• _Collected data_
..........
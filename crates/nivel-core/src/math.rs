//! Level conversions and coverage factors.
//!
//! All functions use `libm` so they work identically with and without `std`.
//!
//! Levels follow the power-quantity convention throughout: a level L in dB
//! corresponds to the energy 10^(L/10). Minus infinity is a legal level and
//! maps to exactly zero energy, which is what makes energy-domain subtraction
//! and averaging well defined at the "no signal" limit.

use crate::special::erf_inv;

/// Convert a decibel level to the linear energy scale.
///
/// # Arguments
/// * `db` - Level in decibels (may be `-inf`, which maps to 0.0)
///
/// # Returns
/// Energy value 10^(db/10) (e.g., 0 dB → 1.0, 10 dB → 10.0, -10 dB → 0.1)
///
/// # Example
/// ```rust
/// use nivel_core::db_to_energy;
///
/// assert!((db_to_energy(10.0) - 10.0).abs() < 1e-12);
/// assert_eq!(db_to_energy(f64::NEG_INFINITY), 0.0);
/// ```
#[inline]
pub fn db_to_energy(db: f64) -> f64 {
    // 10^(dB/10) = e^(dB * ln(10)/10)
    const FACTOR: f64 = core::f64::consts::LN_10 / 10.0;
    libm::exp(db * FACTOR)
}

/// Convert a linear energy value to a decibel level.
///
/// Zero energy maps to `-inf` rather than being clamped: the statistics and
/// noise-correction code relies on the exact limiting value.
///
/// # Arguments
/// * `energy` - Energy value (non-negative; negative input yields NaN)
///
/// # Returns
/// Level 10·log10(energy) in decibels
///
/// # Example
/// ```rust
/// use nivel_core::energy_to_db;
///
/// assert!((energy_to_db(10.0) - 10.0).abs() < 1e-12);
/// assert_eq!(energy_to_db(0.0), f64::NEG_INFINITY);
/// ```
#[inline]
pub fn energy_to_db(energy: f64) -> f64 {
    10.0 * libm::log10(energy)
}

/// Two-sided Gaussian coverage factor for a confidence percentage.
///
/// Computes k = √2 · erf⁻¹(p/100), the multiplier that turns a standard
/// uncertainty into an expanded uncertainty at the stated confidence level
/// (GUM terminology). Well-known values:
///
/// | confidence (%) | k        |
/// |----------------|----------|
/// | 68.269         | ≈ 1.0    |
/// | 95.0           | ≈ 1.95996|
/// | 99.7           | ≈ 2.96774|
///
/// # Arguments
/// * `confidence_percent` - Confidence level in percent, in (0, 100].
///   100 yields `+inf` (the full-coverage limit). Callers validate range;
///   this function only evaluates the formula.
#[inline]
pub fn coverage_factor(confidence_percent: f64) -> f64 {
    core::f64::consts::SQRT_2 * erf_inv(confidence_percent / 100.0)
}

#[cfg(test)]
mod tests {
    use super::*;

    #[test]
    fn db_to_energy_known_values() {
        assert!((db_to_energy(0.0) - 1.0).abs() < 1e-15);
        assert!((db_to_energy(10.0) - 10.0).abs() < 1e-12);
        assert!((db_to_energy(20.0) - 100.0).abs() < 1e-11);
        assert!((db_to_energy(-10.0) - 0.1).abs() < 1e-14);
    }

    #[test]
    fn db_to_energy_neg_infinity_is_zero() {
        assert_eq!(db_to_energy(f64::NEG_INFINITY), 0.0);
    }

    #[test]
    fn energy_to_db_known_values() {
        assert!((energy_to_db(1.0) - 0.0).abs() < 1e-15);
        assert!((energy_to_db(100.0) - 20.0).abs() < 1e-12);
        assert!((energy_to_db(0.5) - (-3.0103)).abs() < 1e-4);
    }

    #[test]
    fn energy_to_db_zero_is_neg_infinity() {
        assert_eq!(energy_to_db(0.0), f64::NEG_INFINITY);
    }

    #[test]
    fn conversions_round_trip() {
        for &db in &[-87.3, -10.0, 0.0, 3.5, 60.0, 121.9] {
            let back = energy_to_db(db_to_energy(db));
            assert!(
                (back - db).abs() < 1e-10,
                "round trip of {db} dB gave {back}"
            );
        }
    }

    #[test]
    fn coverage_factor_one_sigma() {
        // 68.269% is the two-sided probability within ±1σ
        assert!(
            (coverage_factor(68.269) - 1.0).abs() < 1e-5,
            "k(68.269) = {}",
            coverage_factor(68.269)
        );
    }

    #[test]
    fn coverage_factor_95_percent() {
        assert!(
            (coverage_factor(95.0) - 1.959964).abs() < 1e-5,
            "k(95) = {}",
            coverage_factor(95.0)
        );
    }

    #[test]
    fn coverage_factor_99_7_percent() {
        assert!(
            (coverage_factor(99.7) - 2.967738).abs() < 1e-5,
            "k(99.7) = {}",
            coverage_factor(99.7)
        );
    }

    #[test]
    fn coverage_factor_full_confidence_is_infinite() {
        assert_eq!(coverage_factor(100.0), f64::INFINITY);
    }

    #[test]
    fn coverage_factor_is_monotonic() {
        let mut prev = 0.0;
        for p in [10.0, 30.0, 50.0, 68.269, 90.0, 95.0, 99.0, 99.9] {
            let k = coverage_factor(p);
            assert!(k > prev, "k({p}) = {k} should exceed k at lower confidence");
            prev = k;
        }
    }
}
..........
• _YOUR INSTRUCTIONS_
Check every line above for the string "prev" and state how many have it, with no other words.

• _RESPONSE_
3